In der vergangenen Woche hat jedoch der Rechtsausschuss des Europäischen Parla­ments mit überwältigender Mehrheit (18 zu 5 Stimmen) beschlossen, die Forschung mit menschlichen Embryonen und menschlichen embryonalen Stammzellen komplett aus der Forschungsförderung herauszunehmen, berichtete Liese weiter.

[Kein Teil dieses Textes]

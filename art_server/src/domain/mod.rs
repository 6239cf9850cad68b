pub mod art;
pub mod errors;
pub mod image;
pub mod ports;

// Re-export the domain boundary types and ports.
pub use art::ArtType;
pub use errors::{ErrorKind, ModelError, VisualizeError};
pub use image::{DecodedImage, InvalidImageFormat};
pub use ports::{
    Candidate, ContentPart, GenerativeModel, ModelRequest, ModelResponse, OutputModality,
};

Die Abgeordneten des Rechtsausschusses beriefen sich auf verschiedene Rechts­gut­achten und das Urteil des Europäischen Gerichtshofs (EuGH) im Fall des Stamm­zellforschers Oliver Brüstle gegen Greenpeace. Der EuGH hat im vergangen Jahr entschieden, dass menschliche embryonale Stammzellen in der Europäischen Union nicht patentiert werden dürfen.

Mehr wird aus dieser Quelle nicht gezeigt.